The experiments show that although you may be avoidant, your attachment “machinery” is still in place—making you just as vulnerable to threats of separation. Only when your mental energy is needed elsewhere and you are caught off guard, however, do these emotions and feelings emerge.
These studies also tell us that avoidants such as Susan aren’t such free spirits after all; it is the defensive stance that they adopt that makes them seem that way. In Susan’s account, notice how she makes a point of putting down those who depend on their significant others. Other studies have found that faced with a stressful life event, such as divorce, the birth of a severely disabled child, or military trauma, avoidants’ defenses are quick to break down and they then appear and behave just like people with an anxious attachment style.
TOGETHER BUT APART: THE COMPROMISE THAT SATISFIES NO ONE
So how do people with an avoidant attachment style suppress their attachment needs and maintain a distance in their relationships? Let’s take a closer look at the various techniques they use to keep their distance from the person closest to them—from everyday deactivating strategies to overarching perceptions and beliefs.

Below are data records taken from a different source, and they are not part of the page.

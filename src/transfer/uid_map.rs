//! Positional UID mapping.
//!
//! The device list index stands for a physical channel slot: the selected
//! source device in slot `i` takes over the UID of the target device in slot
//! `i`. Slots the target does not have keep the source UID.

use std::fmt;

use crate::snapshot::{Device, Uid};
use crate::transfer::selector::Selection;

/// One selected source device and the UID it will carry in the output.
#[derive(Debug, Clone, PartialEq, Eq)]
pub struct UidMapEntry {
    pub source_index: usize,
    pub source_uid: Uid,
    pub effective_uid: Uid,
    /// Whether a target slot existed for this device.
    pub positional: bool,
}

/// Source → effective UID mapping for a selection.
#[derive(Debug, Clone, Default)]
pub struct UidMapping {
    entries: Vec<UidMapEntry>,
}

/// Not every selected device found a target slot.
#[derive(Debug, Clone, Copy, PartialEq, Eq)]
pub struct PartialMapping {
    pub mapped: usize,
    pub selected: usize,
}

impl fmt::Display for PartialMapping {
    fn fmt(&self, f: &mut fmt::Formatter<'_>) -> fmt::Result {
        write!(
            f,
            "Only {} of {} devices could be mapped to target UIDs. \
             The remaining devices will keep their original UIDs.",
            self.mapped, self.selected
        )
    }
}

impl UidMapping {
    pub fn entries(&self) -> &[UidMapEntry] {
        &self.entries
    }

    /// Effective UID for a source UID.
    pub fn get(&self, source_uid: &Uid) -> Option<&Uid> {
        self.entries
            .iter()
            .find(|e| &e.source_uid == source_uid)
            .map(|e| &e.effective_uid)
    }

    /// Effective UID for the device at a source index.
    pub fn effective_for_index(&self, source_index: usize) -> Option<&Uid> {
        self.entries
            .iter()
            .find(|e| e.source_index == source_index)
            .map(|e| &e.effective_uid)
    }

    /// Devices that received a target slot.
    pub fn mapped_count(&self) -> usize {
        self.entries.iter().filter(|e| e.positional).count()
    }

    /// Devices whose UID actually changes.
    pub fn changed_count(&self) -> usize {
        self.entries
            .iter()
            .filter(|e| e.source_uid != e.effective_uid)
            .count()
    }

    /// The warning to raise when fewer than `selected` devices were mapped.
    pub fn partial(&self, selected: usize) -> Option<PartialMapping> {
        let mapped = self.mapped_count();
        (mapped < selected).then_some(PartialMapping { mapped, selected })
    }
}

/// Map each selected source device onto the target slot at the same index.
pub fn map_uids(source: &[Device], target: &[Device], selection: &Selection<'_>) -> UidMapping {
    let entries = source
        .iter()
        .enumerate()
        .filter(|(i, _)| selection.contains_index(*i))
        .map(|(i, device)| match target.get(i) {
            Some(slot) => UidMapEntry {
                source_index: i,
                source_uid: device.mt_uid.clone(),
                effective_uid: slot.mt_uid.clone(),
                positional: true,
            },
            None => UidMapEntry {
                source_index: i,
                source_uid: device.mt_uid.clone(),
                effective_uid: device.mt_uid.clone(),
                positional: false,
            },
        })
        .collect();

    UidMapping { entries }
}
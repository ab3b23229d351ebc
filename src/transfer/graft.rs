//! Routing graft.
//!
//! Carries the part of the source routing graph that the selected devices
//! reach over to the output. Target routing is never dropped: links are only
//! appended, inputs and outputs are merged by ID.

use std::collections::{BTreeSet, HashMap};
use std::hash::Hash;

use log::debug;

use crate::snapshot::{
    present_link, AudioInput, AudioLink, AudioOutput, AudiolinkId, Device, InputId, LinkRef,
    OutputId, Snapshot,
};

/// Routing collections of a snapshot.
#[derive(Debug, Clone, Default, PartialEq)]
pub struct Routing {
    pub audiolinks: Vec<AudioLink>,
    pub audio_inputs: Vec<AudioInput>,
    pub audio_outputs: Vec<AudioOutput>,
}

impl Routing {
    /// Clone the routing collections out of a snapshot.
    pub fn of(snapshot: &Snapshot) -> Self {
        Self {
            audiolinks: snapshot.audiolinks.clone(),
            audio_inputs: snapshot.audio_inputs.clone(),
            audio_outputs: snapshot.audio_outputs.clone(),
        }
    }

    /// Replace the routing collections of `snapshot` with these.
    pub fn install(self, snapshot: &mut Snapshot) {
        snapshot.audiolinks = self.audiolinks;
        snapshot.audio_inputs = self.audio_inputs;
        snapshot.audio_outputs = self.audio_outputs;
    }
}

/// What a graft changed.
#[derive(Debug, Clone, Copy, Default, PartialEq, Eq)]
pub struct GraftSummary {
    pub used_links: usize,
    pub links_added: usize,
    pub inputs_merged: usize,
    pub inputs_added: usize,
    pub outputs_merged: usize,
    pub outputs_added: usize,
}

/// Routing entries merged by ID and filtered by the link they reference.
pub trait RoutingEntry: Clone {
    type Id: Copy + Eq + Hash;

    fn id(&self) -> Self::Id;

    /// The link reference used to decide whether the entry is carried over.
    fn link_ref(&self) -> LinkRef;

    /// Overwrite every field `other` defines, `null` included; leave the
    /// rest alone.
    fn merge_from(&mut self, other: &Self);
}

impl RoutingEntry for AudioInput {
    type Id = InputId;

    fn id(&self) -> InputId {
        self.input_id
    }

    fn link_ref(&self) -> LinkRef {
        self.iem_audiolink_id
    }

    fn merge_from(&mut self, other: &Self) {
        if other.iem_audiolink_id.is_some() {
            self.iem_audiolink_id = other.iem_audiolink_id;
        }
        for (key, value) in &other.extra {
            self.extra.insert(key.clone(), value.clone());
        }
    }
}

impl RoutingEntry for AudioOutput {
    type Id = OutputId;

    fn id(&self) -> OutputId {
        self.output_id
    }

    fn link_ref(&self) -> LinkRef {
        self.mic_audiolink_id
    }

    fn merge_from(&mut self, other: &Self) {
        if other.mic_audiolink_id.is_some() {
            self.mic_audiolink_id = other.mic_audiolink_id;
        }
        for (key, value) in &other.extra {
            self.extra.insert(key.clone(), value.clone());
        }
    }
}

/// Every present link reference across the given devices.
pub fn used_audiolink_ids<'a>(devices: impl IntoIterator<Item = &'a Device>) -> BTreeSet<AudiolinkId> {
    devices
        .into_iter()
        .flat_map(|device| device.audiolink_refs())
        .collect()
}

/// Graft the routing reachable from `selected` onto `base`.
///
/// `selected` must be the un-remapped source devices: link references are
/// source-side IDs. `base` is the routing the output starts from, normally
/// the target's.
pub fn graft_routing<'a>(
    source: &Snapshot,
    selected: impl IntoIterator<Item = &'a Device>,
    base: &Routing,
) -> (Routing, GraftSummary) {
    let used = used_audiolink_ids(selected);

    let (audiolinks, links_added) = append_links(&base.audiolinks, &source.audiolinks, &used);
    let (audio_inputs, inputs_merged, inputs_added) =
        merge_by_id(&base.audio_inputs, &source.audio_inputs, &used);
    let (audio_outputs, outputs_merged, outputs_added) =
        merge_by_id(&base.audio_outputs, &source.audio_outputs, &used);

    let summary = GraftSummary {
        used_links: used.len(),
        links_added,
        inputs_merged,
        inputs_added,
        outputs_merged,
        outputs_added,
    };
    debug!("Routing graft over links {:?}: {:?}", used, summary);

    (
        Routing {
            audiolinks,
            audio_inputs,
            audio_outputs,
        },
        summary,
    )
}

/// Append the used source links the base does not have yet.
fn append_links(
    base: &[AudioLink],
    source: &[AudioLink],
    used: &BTreeSet<AudiolinkId>,
) -> (Vec<AudioLink>, usize) {
    let mut links = base.to_vec();
    let mut known: BTreeSet<AudiolinkId> = links.iter().map(|l| l.audiolink_id).collect();
    let mut added = 0;

    for link in source {
        if used.contains(&link.audiolink_id) && known.insert(link.audiolink_id) {
            links.push(link.clone());
            added += 1;
        }
    }

    (links, added)
}

/// Merge used source entries into the base table keyed by ID.
///
/// Base entries keep their positions; new entries follow in source order.
fn merge_by_id<T: RoutingEntry>(
    base: &[T],
    source: &[T],
    used: &BTreeSet<AudiolinkId>,
) -> (Vec<T>, usize, usize) {
    let mut table: Vec<T> = Vec::with_capacity(base.len());
    let mut slots: HashMap<T::Id, usize> = HashMap::new();

    for entry in base {
        match slots.get(&entry.id()) {
            // Duplicate base ID: the later entry wins, in the first slot.
            Some(&slot) => table[slot] = entry.clone(),
            None => {
                slots.insert(entry.id(), table.len());
                table.push(entry.clone());
            }
        }
    }

    let mut merged = 0;
    let mut added = 0;
    for entry in source {
        let Some(link) = present_link(entry.link_ref()) else {
            continue;
        };
        if !used.contains(&link) {
            continue;
        }
        match slots.get(&entry.id()) {
            Some(&slot) => {
                table[slot].merge_from(entry);
                merged += 1;
            }
            None => {
                slots.insert(entry.id(), table.len());
                table.push(entry.clone());
                added += 1;
            }
        }
    }

    (table, merged, added)
}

• Mike, 27, has spent the last five years with someone that he feels is not his intellectual equal. They love each other very much, but there’s always an underlying dissatisfaction in Mike’s mind about the relationship. He has a lingering feeling that something is missing and that someone better is just around the corner.
• Kaia, 31, lives with her boyfriend of two years but still reminisces about the freedom she enjoyed when she was single. She seems to have forgotten that, in actuality, she was very lonely and depressed on her own.
• Stavros, 40, a handsome and suave entrepreneur, desperately wants to get married and have kids. He knows exactly what he’s looking for in a wife. She has to be young—no more than 28—good-looking, career-oriented, and no less important, she must be willing to move back with him to his hometown in Greece. After more than ten years of dating, he still hasn’t found her.
• Tom, 49, married for decades to a woman he once worshipped, now feels trapped and seizes every possible opportunity to do things on his own—whether taking solo trips or attending events with male friends.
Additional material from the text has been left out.